India's political, academic, legal and chattering classes are splitting hairs over 50 shades of nationalism.
Two foreign postgraduate students at JNU in the Indian Express this week expressed astonishment.
The German sociologist said, "For us nationalism is a strange word, given our history", implying its horrific connotation had all but wiped out usage.
The Oxford historian added the most "outrageous" thing was the use of a "backward, colonial-era sedition law".
Kanhaiya Kumar's mother Meena Devi, a village social worker in Begusarai, Bihar, spoke the most horse sense when she urged the prime minister to "rise above politics and treat students as students".
The opposite is happening.
Political leaders of every hue from Rahul Gandhi (who has visited Hyderabad University twice and camped at JNU) to Human Resource Development Minister Smriti Irani's fire-and-brimstone speech in Parliament and have found a new battlefield on campuses.

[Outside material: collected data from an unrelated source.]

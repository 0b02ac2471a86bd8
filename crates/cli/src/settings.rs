use std::fs;
use std::path::{Path, PathBuf};

use serde::{Deserialize, Serialize};

use brilfit_core::catalog::infrastructure::woocommerce_source::WooCommerceCredentials;
use brilfit_core::classification::domain::face_shape_classifier::ShapePolicy;
use brilfit_core::compositing::domain::placement_policy::PlacementPolicy;
use brilfit_core::shared::constants::{
    CATALOG_PAGE_SIZE, CATALOG_TIMEOUT_SECS, CATALOG_TTL_SECS, DEFAULT_DISPLAY_WIDTH,
    DEFAULT_STORE_URL, DEFAULT_TRY_ON_COUNT, FRAME_IMAGE_TIMEOUT_SECS,
};

pub const ENV_STORE_URL: &str = "WOOCOMMERCE_URL";
pub const ENV_KEY: &str = "WOOCOMMERCE_KEY";
pub const ENV_SECRET: &str = "WOOCOMMERCE_SECRET";

/// Persistent configuration. Layers: defaults, then the JSON file, then the
/// environment; CLI flags are applied on top by the caller.
#[derive(Debug, Clone, PartialEq, Serialize, Deserialize)]
#[serde(default)]
pub struct Settings {
    pub store_url: String,
    pub consumer_key: Option<String>,
    pub consumer_secret: Option<String>,
    pub page_size: usize,
    pub catalog_ttl_secs: u64,
    pub catalog_timeout_secs: u64,
    pub frame_timeout_secs: u64,
    pub try_on_count: usize,
    pub display_width: u32,
    pub shape_policy: ShapePolicy,
    pub placement: PlacementPolicy,
}

impl Default for Settings {
    fn default() -> Self {
        Self {
            store_url: DEFAULT_STORE_URL.to_string(),
            consumer_key: None,
            consumer_secret: None,
            page_size: CATALOG_PAGE_SIZE,
            catalog_ttl_secs: CATALOG_TTL_SECS,
            catalog_timeout_secs: CATALOG_TIMEOUT_SECS,
            frame_timeout_secs: FRAME_IMAGE_TIMEOUT_SECS,
            try_on_count: DEFAULT_TRY_ON_COUNT,
            display_width: DEFAULT_DISPLAY_WIDTH,
            shape_policy: ShapePolicy::default(),
            placement: PlacementPolicy::default(),
        }
    }
}

impl Settings {
    pub fn config_path() -> Option<PathBuf> {
        dirs::config_dir().map(|d| d.join("BrilFit").join("settings.json"))
    }

    /// File settings overlaid with the process environment.
    pub fn load() -> Self {
        let base = Self::config_path()
            .map(|path| Self::load_from(&path))
            .unwrap_or_default();
        base.with_env(|name| std::env::var(name).ok())
    }

    /// Defaults when the file is missing or unreadable.
    pub fn load_from(path: &Path) -> Self {
        let Ok(json) = fs::read_to_string(path) else {
            return Self::default();
        };
        match serde_json::from_str(&json) {
            Ok(settings) => settings,
            Err(e) => {
                log::warn!("Ignoring invalid settings file {}: {e}", path.display());
                Self::default()
            }
        }
    }

    /// Overrides store URL and credentials from variables `lookup` resolves.
    /// Empty values are ignored.
    pub fn with_env(mut self, lookup: impl Fn(&str) -> Option<String>) -> Self {
        let var = |name: &str| lookup(name).filter(|v: &String| !v.trim().is_empty());
        if let Some(url) = var(ENV_STORE_URL) {
            self.store_url = url;
        }
        if let Some(key) = var(ENV_KEY) {
            self.consumer_key = Some(key);
        }
        if let Some(secret) = var(ENV_SECRET) {
            self.consumer_secret = Some(secret);
        }
        self
    }

    pub fn credentials(&self) -> Option<WooCommerceCredentials> {
        WooCommerceCredentials::from_parts(self.consumer_key.clone(), self.consumer_secret.clone())
    }
}
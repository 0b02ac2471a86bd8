use image::{Rgba, RgbaImage};
use serde::{Deserialize, Serialize};

use crate::shared::constants::{
    DEFAULT_BRIDGE_MM, DEFAULT_LENS_WIDTH_MM, DEFAULT_TEMPLE_MM, PLACEHOLDER_COLOR,
    PLACEHOLDER_HEIGHT, PLACEHOLDER_WIDTH,
};

/// Physical frame dimensions in millimeters.
#[derive(Clone, Copy, Debug, PartialEq, Serialize, Deserialize)]
pub struct FrameMeasurements {
    pub lens_width: f64,
    #[serde(default)]
    pub bridge: Option<f64>,
    #[serde(default)]
    pub temple: Option<f64>,
}

impl Default for FrameMeasurements {
    fn default() -> Self {
        Self {
            lens_width: DEFAULT_LENS_WIDTH_MM,
            bridge: Some(DEFAULT_BRIDGE_MM),
            temple: Some(DEFAULT_TEMPLE_MM),
        }
    }
}

impl FrameMeasurements {
    /// Lens width clamped to `floor`; non-finite widths clamp too.
    pub fn lens_width_at_least(&self, floor: f64) -> f64 {
        if self.lens_width.is_finite() {
            self.lens_width.max(floor)
        } else {
            floor
        }
    }

    pub fn bridge_mm(&self) -> f64 {
        self.bridge
            .filter(|b| b.is_finite() && *b >= 0.0)
            .unwrap_or(DEFAULT_BRIDGE_MM)
    }

    pub fn temple_mm(&self) -> f64 {
        self.temple
            .filter(|t| t.is_finite() && *t > 0.0)
            .unwrap_or(DEFAULT_TEMPLE_MM)
    }
}

/// A frame raster (always RGBA) with its physical measurements.
#[derive(Clone, Debug)]
pub struct FrameAsset {
    raster: RgbaImage,
    measurements: FrameMeasurements,
}

impl FrameAsset {
    pub fn new(raster: RgbaImage, measurements: FrameMeasurements) -> Self {
        Self {
            raster,
            measurements,
        }
    }

    /// Opaque black rectangle shown in place of a frame image that could
    /// not be loaded; scaled and placed like a real asset.
    pub fn placeholder(measurements: FrameMeasurements) -> Self {
        Self::new(
            RgbaImage::from_pixel(
                PLACEHOLDER_WIDTH,
                PLACEHOLDER_HEIGHT,
                Rgba(PLACEHOLDER_COLOR),
            ),
            measurements,
        )
    }

    pub fn raster(&self) -> &RgbaImage {
        &self.raster
    }

    pub fn measurements(&self) -> &FrameMeasurements {
        &self.measurements
    }

    pub fn dimensions(&self) -> (u32, u32) {
        self.raster.dimensions()
    }
}
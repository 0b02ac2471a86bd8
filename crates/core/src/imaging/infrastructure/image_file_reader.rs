use std::path::Path;

use image::RgbaImage;

/// Decodes face photos with the `image` crate. Whatever the source format,
/// the result is RGBA.
pub struct ImageFileReader;

impl ImageFileReader {
    pub fn new() -> Self {
        Self
    }

    pub fn read(&self, path: &Path) -> Result<RgbaImage, Box<dyn std::error::Error>> {
        let img = image::open(path).map_err(|e| format!("{}: {e}", path.display()))?;
        Ok(img.to_rgba8())
    }

    pub fn decode(&self, bytes: &[u8]) -> Result<RgbaImage, Box<dyn std::error::Error>> {
        Ok(image::load_from_memory(bytes)?.to_rgba8())
    }
}

impl Default for ImageFileReader {
    fn default() -> Self {
        Self::new()
    }
}
use std::fmt;
use std::str::FromStr;

use serde::{Deserialize, Serialize};

/// Coarse face shape category, named as the storefront tags its frames.
#[derive(Debug, Clone, Copy, Default, PartialEq, Eq, Hash, Serialize, Deserialize)]
#[serde(rename_all = "lowercase")]
pub enum FaceShapeLabel {
    Rond,
    #[default]
    Ovaal,
    Rechthoekig,
    Oblong,
    Hartvormig,
}

impl FaceShapeLabel {
    pub const ALL: &[FaceShapeLabel] = &[
        FaceShapeLabel::Rond,
        FaceShapeLabel::Ovaal,
        FaceShapeLabel::Rechthoekig,
        FaceShapeLabel::Oblong,
        FaceShapeLabel::Hartvormig,
    ];

    pub fn as_str(&self) -> &'static str {
        match self {
            FaceShapeLabel::Rond => "rond",
            FaceShapeLabel::Ovaal => "ovaal",
            FaceShapeLabel::Rechthoekig => "rechthoekig",
            FaceShapeLabel::Oblong => "oblong",
            FaceShapeLabel::Hartvormig => "hartvormig",
        }
    }
}

impl fmt::Display for FaceShapeLabel {
    fn fmt(&self, f: &mut fmt::Formatter<'_>) -> fmt::Result {
        f.write_str(self.as_str())
    }
}

/// Style tag on a catalog frame.
///
/// Shares the face shape vocabulary plus `kat-ogig` (cat-eye), which has no
/// face shape counterpart.
#[derive(Debug, Clone, Copy, Default, PartialEq, Eq, Hash, Serialize, Deserialize)]
#[serde(rename_all = "kebab-case")]
pub enum FrameStyle {
    Rond,
    #[default]
    Ovaal,
    Rechthoekig,
    Oblong,
    Hartvormig,
    KatOgig,
}

impl FrameStyle {
    pub fn as_str(&self) -> &'static str {
        match self {
            FrameStyle::Rond => "rond",
            FrameStyle::Ovaal => "ovaal",
            FrameStyle::Rechthoekig => "rechthoekig",
            FrameStyle::Oblong => "oblong",
            FrameStyle::Hartvormig => "hartvormig",
            FrameStyle::KatOgig => "kat-ogig",
        }
    }

    pub fn suits(&self, shape: FaceShapeLabel) -> bool {
        matches!(
            (self, shape),
            (FrameStyle::Rond, FaceShapeLabel::Rond)
                | (FrameStyle::Ovaal, FaceShapeLabel::Ovaal)
                | (FrameStyle::Rechthoekig, FaceShapeLabel::Rechthoekig)
                | (FrameStyle::Oblong, FaceShapeLabel::Oblong)
                | (FrameStyle::Hartvormig, FaceShapeLabel::Hartvormig)
        )
    }
}

impl fmt::Display for FrameStyle {
    fn fmt(&self, f: &mut fmt::Formatter<'_>) -> fmt::Result {
        f.write_str(self.as_str())
    }
}

impl FromStr for FrameStyle {
    type Err = String;

    fn from_str(s: &str) -> Result<Self, Self::Err> {
        match s.trim().to_lowercase().as_str() {
            "rond" => Ok(FrameStyle::Rond),
            "ovaal" => Ok(FrameStyle::Ovaal),
            "rechthoekig" => Ok(FrameStyle::Rechthoekig),
            "oblong" => Ok(FrameStyle::Oblong),
            "hartvormig" => Ok(FrameStyle::Hartvormig),
            "kat-ogig" | "katogig" => Ok(FrameStyle::KatOgig),
            other => Err(format!("unknown frame style '{other}'")),
        }
    }
}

The lines will be drawn as five states go to the polls this year, with Dalit scholar Rohith Vemula’s suicide and JNU’s seditionists red-flagged as election issues.
Exerting control over centrally-funded universities and institutions -- the Film and Television Institute of India, Indian Institutes of Technology, the Nehru Memorial Library -- as hubs of patronage and political support has been part of every government's agenda, Congress or BJP.
Long seen as a Left-liberal stronghold, the JNU seemed out of the BJP's grasp. It has stumbled badly. The fallout of the arrests -- street marches, protests and violence -- has alienated students, lawyers, judges, the media and the public.
The campus cauldron is on the boil with every incendiary ingredient thrown in -- caste, gender, minority classification and quota reservation. Most things, except a reasonable standard of education.
Many of the youth who set the towns of Haryana on fire to demand quotas said they were unable to pass college entrance tests or were unqualified for government jobs.
In parts of south India, private engineering colleges are closing down because they produce unemployable graduates.
In Delhi, despite strict procedures laid down by the high court, arbitrary quotas for nursery school admissions grow more alarming each year.
"There are all kinds of quotas -- management quota, sibling quota, this quota and that quota," complained Chief Minister Arvind Kejriwal last month.
He pointed out that children were being turned down if their parents were non-vegetarian, or taken in if they had art or music training.
The future of the Make in India campaign looks bleak with a generation of ill-educated job-seekers -- and especially dark if they are cannon fodder for caste riots or put behind bars for breaking India.